Update: Python 3.1 is substantially faster. See this later post.
--Th
We run a lot of Python code and have been following the Python 3.0 development with interest. 3.0 is the new incompatible version of Python. The new version is still in testing with a final version expected in December 2008. It comes with a script (2to3) that can transform much of 2.x Python into 3.0 Python. I have run the script on small pieces of code, and for those it does all you could expect it to, which is a pretty good translation.Since one of the things we use Python for is processing large amounts of XML code(e.g. 120 million 3K chunks) , we worry about I/O speeds and XML processing speed (we use cElementTree that comes with Python for our XML support).
So I ran a small test. I took 10,000 XML records (79 megabytes). Read them in and parsed them using cElementTree's fromstring method.
The 2.5.1 code takes 3.8 seconds on my PC running 64-bit Vista.
In 3.0, opening the file with open('filename', encoding='utf-8') and passing the (Unicode) strings to cElementTree: 17.1 seconds (4.5 times as long as 2.5.1).

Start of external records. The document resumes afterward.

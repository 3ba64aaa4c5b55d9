//! Booking commands and queries.

mod create_booking;
mod get_booking;
mod list_user_bookings;

pub use create_booking::{CreateBookingCommand, CreateBookingHandler};
pub use get_booking::{GetBookingHandler, GetBookingQuery};
pub use list_user_bookings::{ListUserBookingsHandler, ListUserBookingsQuery};
//! Payment provider port for deposit collection.
//!
//! The provider mints an opaque client secret for a given amount; the core
//! does not track payment completion (that is a webhook concern, out of
//! scope here).

use async_trait::async_trait;
use serde::{Deserialize, Serialize};

use crate::domain::foundation::{DomainError, ErrorCode};

/// Port for payment gateway integrations.
#[async_trait]
pub trait PaymentProvider: Send + Sync {
    /// Creates a deposit payment intent for `amount_minor` units of the
    /// configured currency (card only) and returns the provider's record.
    async fn create_deposit_intent(&self, amount_minor: i64)
        -> Result<PaymentIntent, PaymentError>;
}

/// A provider-side record representing an in-progress charge.
#[derive(Debug, Clone, Serialize, Deserialize)]
pub struct PaymentIntent {
    /// Provider's intent id.
    pub id: String,

    /// Opaque secret handed to the caller's payment UI.
    pub client_secret: String,
}

/// Errors from payment provider operations.
#[derive(Debug, Clone)]
pub struct PaymentError {
    pub code: PaymentErrorCode,
    pub message: String,
    /// Whether the operation can be retried.
    pub retryable: bool,
}

impl PaymentError {
    /// Create a new payment error.
    pub fn new(code: PaymentErrorCode, message: impl Into<String>) -> Self {
        Self {
            code,
            message: message.into(),
            retryable: code.is_retryable(),
        }
    }

    /// Create a network error.
    pub fn network(message: impl Into<String>) -> Self {
        Self::new(PaymentErrorCode::NetworkError, message)
    }

    /// Create a provider API error.
    pub fn provider(message: impl Into<String>) -> Self {
        Self::new(PaymentErrorCode::ProviderError, message)
    }
}

impl std::fmt::Display for PaymentError {
    fn fmt(&self, f: &mut std::fmt::Formatter<'_>) -> std::fmt::Result {
        write!(f, "{}: {}", self.code, self.message)
    }
}

impl std::error::Error for PaymentError {}

impl From<PaymentError> for DomainError {
    fn from(err: PaymentError) -> Self {
        DomainError::new(ErrorCode::ExternalServiceError, err.message)
    }
}

/// Payment error codes.
#[derive(Debug, Clone, Copy, PartialEq, Eq)]
pub enum PaymentErrorCode {
    /// Network connectivity issue.
    NetworkError,

    /// API authentication failed.
    AuthenticationError,

    /// Provider API error.
    ProviderError,

    /// Unknown error.
    Unknown,
}

impl PaymentErrorCode {
    /// Check if this error type is typically retryable.
    pub fn is_retryable(&self) -> bool {
        matches!(self, PaymentErrorCode::NetworkError)
    }
}

impl std::fmt::Display for PaymentErrorCode {
    fn fmt(&self, f: &mut std::fmt::Formatter<'_>) -> std::fmt::Result {
        let s = match self {
            PaymentErrorCode::NetworkError => "network_error",
            PaymentErrorCode::AuthenticationError => "authentication_error",
            PaymentErrorCode::ProviderError => "provider_error",
            PaymentErrorCode::Unknown => "unknown",
        };
        write!(f, "{}", s)
    }
}

#[cfg(test)]
mod tests {
    use super::*;

    #[test]
    fn payment_provider_is_object_safe() {
        fn _accepts_dyn(_provider: &dyn PaymentProvider) {}
    }

    #[test]
    fn network_errors_are_retryable() {
        assert!(PaymentError::network("timeout").retryable);
        assert!(!PaymentError::provider("bad request").retryable);
    }

    #[test]
    fn payment_error_converts_to_domain_error() {
        let err: DomainError = PaymentError::provider("declined").into();
        assert_eq!(err.code, ErrorCode::ExternalServiceError);
        assert!(err.message().contains("declined"));
    }
}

Opening the file as a binary file, and converting the input to a 3.0 string (strings are now Unicode) cut the run time from 17.1 seconds to 5.0.
Avoiding the conversion into a string by passing a bytearray to cElementTree cut the time down to 4.4 seconds.
We were disappointed in the speed of doing things in a standard manner, especially the time it took to read in UTF-8 data and return Unicode. Our 2.x programs are constantly worrying about whether a string is in Unicode or not and it would be great to just work in Unicode. But while we could probably live with slightly slower code to get that, when you have a program that runs all night, you don't want to see it take four times as long to run.
Maybe the final release will be faster.
Michael Watkins seems to have had quite a different experience. My timings on cElementTree in 3.0 show it parsing XML just slightly slower than in 2.5.1.
--Th